Finally, I got em’ right!

Chinese tea egg 3

I have been trying to get these Chinese tea eggs to come out beautifully marbled and full of salty smoky flavor and I finally did it!

Egg in sake cup

Tea eggs are a common Chinese snack found in street food stalls and also made at home to eat with a hot cup of tea. The intricate marbled lacework across the white comes from soaking in a marinade of soy sauce, Chinese black tea, and spices. Here’s how it’s done….

If you can boil water, you can make tea eggs. I used this method of hard-boiling eggs to make sure they came out the perfect consistency and it worked marvelously! Place up to 6 eggs in a pot that isn’t too huge for them but also not crowded. Add 1 and a half quarts of water and start heating it up.

Eggs in cold water

As soon as the water comes to a bare simmer (rising bubbles are starting to make the surface bounce and quiver but not yet roll,) remove the pot from the heat and let the eggs sit in the hot water for 10 minutes.

Eggs coming to a simmer

Then rinse the eggs under cool water until they are cool enough to touch.

Now comes the fun part, bashing them up!

Crack with spoon

Use the back of a spoon to break the egg all over, making a fine meshwork of cracks. There is a membrane just under the shell that will hold all the pieces in place so don’t worry about breaking it apart, just don’t hit it so hard that you jam shell pieces down into the egg!

Crack all over

Add the eggs back to the pot and add just enough water to cover. I use the same water that the eggs boiled in and just pour some out.
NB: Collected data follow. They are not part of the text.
//! Main application orchestrator.

use std::time::Duration;

use crossterm::event::{Event, EventStream, KeyEvent};
use futures_util::StreamExt;
use ratatui::{DefaultTerminal, Frame};
use tokio::sync::mpsc;
use tokio::time::interval;
use tracing::{debug, error, info};

use crate::application::DemoSession;
use crate::domain::DemoAction;
use crate::domain::keybinding::Action;
use crate::infrastructure::AppConfig;
use crate::presentation::commands::CommandRegistry;
use crate::presentation::events::{EventHandler, EventResult};
use crate::presentation::theme::Theme;
use crate::presentation::ui::{DemoScreen, DemoScreenState, SplashScreen};

const ANIMATION_TICK_RATE: Duration = Duration::from_millis(33);

enum CurrentScreen {
    Splash(Box<SplashScreen>),
    Demo,
}

pub struct App {
    screen: CurrentScreen,
    session: DemoSession,
    view: DemoScreenState,
    registry: CommandRegistry,
    theme: Theme,
    action_rx: mpsc::UnboundedReceiver<DemoAction>,
    exiting: bool,
}

impl App {
    /// Builds the app from the merged configuration.
    ///
    /// Reveal timers are spawned lazily, so this may be called outside a
    /// runtime, but [`App::run`] and key handling need one.
    #[must_use]
    pub fn new(config: &AppConfig) -> Self {
        let (action_tx, action_rx) = mpsc::unbounded_channel();
        let theme = Theme::new(&config.theme.accent_color);
        let animate = config.ui.enable_animations;

        let screen = if config.ui.show_splash && animate {
            let mut splash = SplashScreen::new(theme);
            splash.set_data_ready();
            CurrentScreen::Splash(Box::new(splash))
        } else {
            CurrentScreen::Demo
        };

        Self {
            screen,
            session: DemoSession::new(action_tx),
            view: DemoScreenState::new(animate),
            registry: CommandRegistry::with_overrides(&config.keybindings),
            theme,
            action_rx,
            exiting: false,
        }
    }

    /// # Errors
    /// Returns error if drawing to or reading from the terminal fails.
    pub async fn run(mut self, terminal: &mut DefaultTerminal) -> color_eyre::Result<()> {
        info!("Demo started");
        let mut terminal_events = EventStream::new();
        let mut animation_interval = interval(ANIMATION_TICK_RATE);

        terminal.draw(|frame| self.render(frame))?;

        while !self.exiting {
            tokio::select! {
                biased;

                Some(action) = self.action_rx.recv() => {
                    self.handle_action(action);
                    terminal.draw(|frame| self.render(frame))?;
                }

                _ = animation_interval.tick() => {
                    if self.tick(ANIMATION_TICK_RATE) {
                        terminal.draw(|frame| self.render(frame))?;
                    }
                }

                event = terminal_events.next() => match event {
                    Some(Ok(event)) => {
                        if self.handle_terminal_event(&event) == EventResult::Exit {
                            self.exiting = true;
                        }
                        terminal.draw(|frame| self.render(frame))?;
                    }
                    Some(Err(e)) => {
                        error!(error = %e, "Terminal event stream failed");
                        return Err(e.into());
                    }
                    None => self.exiting = true,
                },
            }
        }

        info!(
            resolved = self.session.state().panels().resolved_count(),
            "Application exiting normally"
        );
        Ok(())
    }

    /// Advances animations; returns whether a redraw is needed.
    fn tick(&mut self, duration: Duration) -> bool {
        match &mut self.screen {
            CurrentScreen::Splash(splash) => {
                splash.tick(duration);
                if splash.is_complete() {
                    debug!("Splash finished");
                    self.screen = CurrentScreen::Demo;
                }
                true
            }
            CurrentScreen::Demo => {
                self.view.tick(duration);
                self.session.state().panels().pending_count() > 0
            }
        }
    }

    fn handle_action(&mut self, action: DemoAction) {
        self.session.dispatch(action);
    }

    fn handle_terminal_event(&mut self, event: &Event) -> EventResult {
        match event {
            Event::Key(key) => self.handle_key(*key),
            _ => EventResult::Continue,
        }
    }

    fn handle_key(&mut self, key: KeyEvent) -> EventResult {
        if !EventHandler::is_actionable(&key) {
            return EventResult::Continue;
        }
        if EventHandler::is_force_quit(&key) {
            return EventResult::Exit;
        }

        if let CurrentScreen::Splash(splash) = &mut self.screen {
            splash.skip();
            self.screen = CurrentScreen::Demo;
            return EventResult::Consumed;
        }

        if self.view.show_help {
            self.view.show_help = false;
            return EventResult::Consumed;
        }

        let Some(action) = self.registry.find_action(&key) else {
            return EventResult::Continue;
        };
        debug!(?action, "Key action");

        match action {
            Action::Quit => return EventResult::Exit,
            Action::ToggleHelp => self.view.toggle_help(),
            Action::LoadCatalog | Action::LoadCart | Action::LoadProfile => {
                if let Some(panel) = action.panel() {
                    self.session.activate(panel);
                }
            }
            Action::Reset => self.session.reset(),
            Action::ToggleCode => self.session.toggle_code(),
        }
        EventResult::Consumed
    }

    fn render(&mut self, frame: &mut Frame) {
        match &mut self.screen {
            CurrentScreen::Splash(splash) => {
                frame.render_widget(&mut **splash, frame.area());
            }
            CurrentScreen::Demo => {
                frame.render_stateful_widget(
                    DemoScreen::new(self.session.state(), &self.registry, &self.theme),
                    frame.area(),
                    &mut self.view,
                );
            }
        }
    }
}

#[cfg(test)]
mod tests {
    use super::*;
    use crate::domain::{PanelId, PanelStatus};
    use crossterm::event::{KeyCode, KeyModifiers};

    fn key(c: char) -> KeyEvent {
        KeyEvent::new(KeyCode::Char(c), KeyModifiers::NONE)
    }

    fn app(show_splash: bool) -> App {
        let mut config = AppConfig::default();
        config.ui.show_splash = show_splash;
        App::new(&config)
    }

    async fn pump_one(app: &mut App) {
        let action = app.action_rx.recv().await.expect("channel open");
        app.handle_action(action);
    }

    #[tokio::test]
    async fn test_ctrl_c_always_exits() {
        let mut app = app(true);
        let result = app.handle_key(KeyEvent::new(KeyCode::Char('c'), KeyModifiers::CONTROL));
        assert_eq!(result, EventResult::Exit);
    }

    #[tokio::test]
    async fn test_any_key_skips_splash() {
        let mut app = app(true);
        assert!(matches!(app.screen, CurrentScreen::Splash(_)));

        assert_eq!(app.handle_key(key('1')), EventResult::Consumed);

        assert!(matches!(app.screen, CurrentScreen::Demo));
        assert!(!app.session.state().panels().is_requested(PanelId::Catalog));
    }

    #[tokio::test]
    async fn test_quit_key_exits() {
        let mut app = app(false);
        assert_eq!(app.handle_key(key('q')), EventResult::Exit);
    }

    #[tokio::test]
    async fn test_unbound_key_continues() {
        let mut app = app(false);
        assert_eq!(app.handle_key(key('z')), EventResult::Continue);
    }

    #[tokio::test]
    async fn test_help_closes_on_any_key() {
        let mut app = app(false);
        app.handle_key(key('?'));
        assert!(app.view.show_help);

        assert_eq!(app.handle_key(key('1')), EventResult::Consumed);
        assert!(!app.view.show_help);
        assert!(!app.session.state().panels().is_requested(PanelId::Catalog));
    }

    #[tokio::test(start_paused = true)]
    async fn test_load_key_reveals_panel() {
        let mut app = app(false);
        app.handle_key(key('2'));
        assert!(app.session.state().panels().status(PanelId::Cart).is_pending());

        pump_one(&mut app).await;

        assert_eq!(
            app.session.state().panels().status(PanelId::Cart),
            PanelStatus::Resolved
        );
    }

    #[tokio::test(start_paused = true)]
    async fn test_reset_key_cancels_pending() {
        let mut app = app(false);
        app.handle_key(key('1'));
        app.handle_key(key('r'));

        assert_eq!(
            app.session.state().panels().status(PanelId::Catalog),
            PanelStatus::NotRequested
        );
        assert_eq!(app.session.scheduler().pending_count(), 0);
    }

    #[tokio::test]
    async fn test_code_key_toggles_sample() {
        let mut app = app(false);
        app.handle_key(key('s'));
        assert!(app.session.state().show_code());
        app.handle_key(key('s'));
        assert!(!app.session.state().show_code());
    }

    #[tokio::test]
    async fn test_tick_redraws_only_while_needed() {
        let mut app = app(false);
        assert!(!app.tick(ANIMATION_TICK_RATE));

        app.handle_key(key('3'));
        assert!(app.tick(ANIMATION_TICK_RATE));
    }
}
Add soy sauce, mirin, cinnamon sticks, anise, black peppercorns, and any style of black tea you can get your hands on, though a traditional Chinese black or pu-erh is best. Heat the marinade just until you can smell the spices infusing and the tea leaves are unfurled and soft. Don’t let it boil or even simmer, it’ll overcook the eggs!

Eggs in tea marinade

In China it is common to let the eggs sit in the marinade for 2 days to fully absorb the flavor. I let mine sit overnight, on the counter until cool and then in the fridge in a sealed plastic container. If you really wanna eat them sooner, 4 hours should do it.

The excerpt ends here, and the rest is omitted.